Yes. I ran each for at least 20 times and the results appeared the same.

Interesting. Did you try adding the must to the bool to see if it gives the same performance boost? Do both queries return the same number of documents? How many documents are in your index (and how many are being returned)?

If I get some time this weekend I'll see if I can work up a similar benchmark locally to reproduce.

Both queries should behave roughly the same indeed. As Zach mentioned it's not entirely clear whether the difference is significative here.

As a side note, if the query that you want to express is "find everything that matches this term regardless of scoring", then it's more appropriate to build a constant_score than a bool query with a single filter clause or even a filtered query that only has a query. Not that it should change performance (bool queries with a single filter clause should rewrite to a constant-score query) but it should make your queries a bit more readable.

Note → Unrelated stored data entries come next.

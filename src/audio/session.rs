//! Bidirectional encrypted audio stream over one relay connection
//!
//! ```text
//!  CaptureSource ─► [capture thread] ─ encrypt ─► SessionConnection ─► relay
//!                        ▲ gate, mic mute
//!  PlaybackSink ◄─ [playback thread] ◄─ FrameQueue ◄─ decrypt ◄─ inbound binary
//!                        ▲ volume                       ▲ speaker mute
//! ```
//!
//! The pipelines start when the connection opens and stop when it closes,
//! whatever the cause. Inbound frames that fail authentication are dropped
//! and never reach the speaker.

use bytes::Bytes;
use parking_lot::{Mutex, RwLock};
use serde::Serialize;
use std::sync::atomic::{AtomicU64, Ordering};
use std::sync::{Arc, Weak};

use crate::audio::capture::{CaptureContext, CapturePipeline};
use crate::audio::playback::PlaybackPipeline;
use crate::audio::source::AudioBackend;
use crate::config::{AudioConfig, PrivacySettings};
use crate::connection::{
    CloseReason, ConnectionObserver, SessionConnection, SessionState, Transport,
};
use crate::crypto::{CryptoCodec, KeyProvider};
use crate::error::{AudioError, ConnError, CryptoError};
use crate::events::{Listeners, Subscription};

/// Microphone/speaker controls
#[derive(Debug, Clone, Copy, PartialEq, Serialize)]
pub struct AudioControlState {
    pub microphone_muted: bool,
    pub speaker_muted: bool,
    /// Playback gain in `[0, 1]`
    pub volume: f32,
}

impl Default for AudioControlState {
    fn default() -> Self {
        Self {
            microphone_muted: false,
            speaker_muted: false,
            volume: 1.0,
        }
    }
}

/// Notifications from an [`AudioSession`]
#[derive(Debug, Clone, PartialEq)]
pub enum AudioEvent {
    ConnectionStateChanged(bool),
    ControlStateChanged(AudioControlState),
    /// A capture or playback pipeline could not start or died
    PipelineFailed(AudioError),
    /// An inbound frame was dropped
    FrameRejected(CryptoError),
}

/// Counters for one session
#[derive(Debug, Clone, Copy, Default, PartialEq, Eq, Serialize)]
pub struct AudioStats {
    pub frames_sent: u64,
    pub frames_suppressed: u64,
    pub frames_played: u64,
    pub frames_rejected: u64,
    pub playback_overflows: usize,
}

struct AudioInner {
    config: AudioConfig,
    privacy: PrivacySettings,
    backend: Arc<dyn AudioBackend>,
    keys: Arc<dyn KeyProvider>,
    connection: SessionConnection,
    codec: RwLock<Option<Arc<CryptoCodec>>>,
    control: Arc<Mutex<AudioControlState>>,
    capture: Mutex<Option<CapturePipeline>>,
    playback: Mutex<Option<PlaybackPipeline>>,
    frames_rejected: AtomicU64,
    events: Listeners<AudioEvent>,
    this: Weak<AudioInner>,
}

/// Audio streaming session
pub struct AudioSession {
    inner: Arc<AudioInner>,
}

impl AudioSession {
    pub fn new(
        config: AudioConfig,
        privacy: PrivacySettings,
        transport: Arc<dyn Transport>,
        keys: Arc<dyn KeyProvider>,
        backend: Arc<dyn AudioBackend>,
    ) -> Self {
        let inner = Arc::new_cyclic(|this: &Weak<AudioInner>| AudioInner {
            config,
            privacy,
            backend,
            keys,
            connection: SessionConnection::new(
                "audio",
                transport,
                Arc::new(AudioObserver(this.clone())),
            ),
            codec: RwLock::new(None),
            control: Arc::new(Mutex::new(AudioControlState::default())),
            capture: Mutex::new(None),
            playback: Mutex::new(None),
            frames_rejected: AtomicU64::new(0),
            events: Listeners::new(),
            this: this.clone(),
        });
        Self { inner }
    }

    /// Connect to the relay and start both pipelines.
    ///
    /// A pipeline that cannot start is reported as
    /// [`AudioEvent::PipelineFailed`]; the connection stays up.
    pub async fn connect(&self, endpoint: &str) -> Result<(), ConnError> {
        if self.inner.connection.state() != SessionState::Disconnected {
            return Err(ConnError::AlreadyOpen);
        }

        let key = self
            .inner
            .keys
            .session_key()
            .map_err(|e| ConnError::Key(e.to_string()))?;
        *self.inner.codec.write() = Some(Arc::new(CryptoCodec::new(&key)));

        self.inner.connection.open(endpoint).await
    }

    /// Stop capture, then close the connection. Idempotent.
    ///
    /// Once this returns no further audio frame is sent.
    pub fn disconnect(&self) {
        let capture = self.inner.capture.lock().take();
        if let Some(mut capture) = capture {
            capture.stop();
        }
        self.inner.connection.close();
    }

    pub fn mute_microphone(&self, muted: bool) {
        self.update_control(|control| control.microphone_muted = muted);
    }

    pub fn mute_speaker(&self, muted: bool) {
        self.update_control(|control| control.speaker_muted = muted);
    }

    /// Set playback gain, clamped to `[0, 1]`
    pub fn set_volume(&self, volume: f32) {
        let volume = if volume.is_nan() {
            0.0
        } else {
            volume.clamp(0.0, 1.0)
        };
        self.update_control(|control| control.volume = volume);
    }

    pub fn control_state(&self) -> AudioControlState {
        *self.inner.control.lock()
    }

    pub fn state(&self) -> SessionState {
        self.inner.connection.state()
    }

    pub fn is_connected(&self) -> bool {
        self.inner.connection.is_connected()
    }

    /// Whether the capture thread is currently producing frames
    pub fn is_capturing(&self) -> bool {
        self.inner
            .capture
            .lock()
            .as_ref()
            .map(CapturePipeline::is_running)
            .unwrap_or(false)
    }

    pub fn is_playing(&self) -> bool {
        self.inner
            .playback
            .lock()
            .as_ref()
            .map(PlaybackPipeline::is_running)
            .unwrap_or(false)
    }

    pub fn stats(&self) -> AudioStats {
        let mut stats = AudioStats {
            frames_rejected: self.inner.frames_rejected.load(Ordering::Relaxed),
            ..AudioStats::default()
        };
        if let Some(capture) = self.inner.capture.lock().as_ref() {
            stats.frames_sent = capture.stats().frames_sent();
            stats.frames_suppressed = capture.stats().frames_suppressed();
        }
        if let Some(playback) = self.inner.playback.lock().as_ref() {
            stats.frames_played = playback.frames_played();
            stats.playback_overflows = playback.overflow_count();
        }
        stats
    }

    pub fn subscribe(&self) -> Subscription<AudioEvent> {
        self.inner.events.subscribe()
    }

    fn update_control(&self, apply: impl FnOnce(&mut AudioControlState)) {
        let mut control = self.inner.control.lock();
        let before = *control;
        apply(&mut control);
        if *control != before {
            tracing::debug!("Audio controls changed: {:?}", *control);
            self.inner
                .events
                .emit(AudioEvent::ControlStateChanged(*control));
        }
    }
}

impl Drop for AudioSession {
    fn drop(&mut self) {
        self.disconnect();
    }
}

impl AudioInner {
    fn handle_open(&self) {
        self.events.emit(AudioEvent::ConnectionStateChanged(true));

        let codec = match self.codec.read().clone() {
            Some(codec) => codec,
            None => return,
        };

        self.start_playback();
        self.start_capture(codec);
    }

    fn start_playback(&self) {
        let previous = self.playback.lock().take();
        if let Some(mut previous) = previous {
            previous.stop();
        }

        let started = self.backend.open_playback(&self.config).and_then(|sink| {
            PlaybackPipeline::start(
                sink,
                Arc::clone(&self.control),
                self.config.playback_queue_frames,
                self.failure_handler(),
            )
        });

        match started {
            Ok(pipeline) => *self.playback.lock() = Some(pipeline),
            Err(e) => self.report_failure(e),
        }
    }

    fn start_capture(&self, codec: Arc<CryptoCodec>) {
        let previous = self.capture.lock().take();
        if let Some(mut previous) = previous {
            previous.stop();
        }

        let started = self.backend.open_capture(&self.config).and_then(|source| {
            CapturePipeline::start(
                source,
                CaptureContext {
                    connection: self.connection.clone(),
                    codec,
                    control: Arc::clone(&self.control),
                    privacy: self.privacy,
                    frame_bytes: self.config.frame_bytes(),
                    on_failure: self.failure_handler(),
                },
            )
        });

        match started {
            Ok(pipeline) => *self.capture.lock() = Some(pipeline),
            Err(e) => self.report_failure(e),
        }
    }

    fn failure_handler(&self) -> Box<dyn FnOnce(AudioError) + Send> {
        let this = self.this.clone();
        Box::new(move |e| {
            if let Some(inner) = this.upgrade() {
                inner.events.emit(AudioEvent::PipelineFailed(e));
            }
        })
    }

    fn report_failure(&self, e: AudioError) {
        tracing::error!("Audio pipeline failed to start: {}", e);
        self.events.emit(AudioEvent::PipelineFailed(e));
    }

    fn handle_disconnected(&self) {
        // Threads are joined later; this runs on the connection's dispatch path
        if let Some(capture) = self.capture.lock().as_ref() {
            capture.halt();
        }
        if let Some(playback) = self.playback.lock().as_ref() {
            playback.halt();
        }
        self.events.emit(AudioEvent::ConnectionStateChanged(false));
    }

    fn handle_binary(&self, data: Bytes) {
        if self.control.lock().speaker_muted {
            return;
        }

        let codec = match self.codec.read().clone() {
            Some(codec) => codec,
            None => return,
        };

        match codec.decrypt(&data) {
            Ok(pcm) => {
                if let Some(playback) = self.playback.lock().as_ref() {
                    if !playback.push(Bytes::from(pcm)) {
                        tracing::trace!("Playback queue full, dropping frame");
                    }
                }
            }
            Err(e) => {
                tracing::debug!("Dropping inbound audio frame ({} bytes): {}", data.len(), e);
                self.frames_rejected.fetch_add(1, Ordering::Relaxed);
                self.events.emit(AudioEvent::FrameRejected(e));
            }
        }
    }
}

struct AudioObserver(Weak<AudioInner>);

impl ConnectionObserver for AudioObserver {
    fn on_open(&self) {
        if let Some(inner) = self.0.upgrade() {
            inner.handle_open();
        }
    }

    fn on_binary_message(&self, data: Bytes) {
        if let Some(inner) = self.0.upgrade() {
            inner.handle_binary(data);
        }
    }

    fn on_text_message(&self, text: String) {
        tracing::debug!("Ignoring {} byte text frame on audio connection", text.len());
    }

    fn on_close(&self, reason: CloseReason) {
        tracing::info!("Audio session {}", reason);
        if let Some(inner) = self.0.upgrade() {
            inner.handle_disconnected();
        }
    }

    fn on_error(&self, cause: ConnError) {
        tracing::warn!("Audio session error: {}", cause);
        if let Some(inner) = self.0.upgrade() {
            inner.handle_disconnected();
        }
    }
}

I tried must for 10 times and the results are [340, 339, 341, 338, 335, 335, 336, 433, 345, 340]
For filter: [337, 405, 340, 338, 336, 342, 336, 334, 337, 346]
For filtered: [305, 373, 308, 309, 308, 309, 305, 307, 311, 306]

The queries are listed below:

curl -X GET 'http://localhost:9200/index6/_search?fields=_id&from=0&size=100&pretty' -d '{
  "query":{
    "bool":{
      "must":[
        {
          "term":{
            "last_name":"brown"
          }
        }
      ]
    }
  }
}
'
curl -X GET 'http://localhost:9200/index6/_search?fields=_id&from=0&size=100&pretty' -d '{
  "query":{
    "bool":{
      "filter":[
        {
          "term":{
            "last_name":"brown"
          }
        }
      ]
    }
  }
}
'
curl -X GET 'http://localhost:9200/index6/_search?fields=_id&from=0&size=100&pretty' -d '{
  "query":{
    "filtered":{
      "filter":{
        "term":{
          "last_name":"brown"
        }
      }
    }
  }
}
'

The scores from each hit look like:

must: 3.8744829
filter: 0.0
filtered: 1.0

I have 10 indices. My query only hits the 6th index. Each index only has one shard. That particular index has 15698768 docs. I'm using two ec2 m3.xlarge boxes as the data nodes, 1 m3.large as the master.

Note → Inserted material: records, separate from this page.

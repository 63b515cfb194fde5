//! Local identity used to tag outbound telemetry

/// Who this device is within the group
#[derive(Debug, Clone, PartialEq, Eq)]
pub struct Identity {
    pub peer_id: String,
    pub display_name: String,
}

impl Identity {
    pub fn new(peer_id: impl Into<String>, display_name: impl Into<String>) -> Self {
        Self {
            peer_id: peer_id.into(),
            display_name: display_name.into(),
        }
    }
}

/// Supplies the signed-in user's identity
pub trait IdentityProvider: Send + Sync {
    fn identity(&self) -> Identity;
}

/// Provider returning one fixed identity
#[derive(Debug, Clone)]
pub struct StaticIdentity(pub Identity);

impl IdentityProvider for StaticIdentity {
    fn identity(&self) -> Identity {
        self.0.clone()
    }
}
//! Telemetry subsystem module

pub mod message;
pub mod session;
pub mod source;

pub use message::TelemetryMessage;
pub use session::{TelemetryDeps, TelemetryEvent, TelemetrySession};
pub use source::{FixedPositionSource, ManualPositionSource, PositionFeed, PositionSource};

Yeah, that's definitely a statistically significant result (p=0.0041). And I'm afraid this is now exiting my domain knowledge, but hopefully @jpountz will have an idea :smile:

Just to appease my curiosity, could you also try running this to see if it has an effect:

curl -X GET 'http://localhost:9200/index6/_search?fields=_id&from=0&size=100&pretty' -d '{
   "query": {
      "bool": {
         "must": [
            {
               "match_all": {}
            }
         ],
         "filter": [
            {
               "term": {
                  "last_name": "brown"
               }
            }
         ]
      }
   }
}
'

Sure.

curl -X GET 'http://localhost:9200/index6/_search?fields=_id&from=0&size=100&pretty' -d '{
  "query":{
    "bool":{
      "must":[
        {
          "match_all":{}
        }
      ],
      "filter":[
        {
          "term":{
            "last_name":"brown"
          }
        }
      ]
    }
  }
}
'

Took: [608, 472, 480, 642, 471, 482, 478, 472, 475, 473]
However this time, the score becomes 1.0.

By the way, the last_name field is not_analyzed.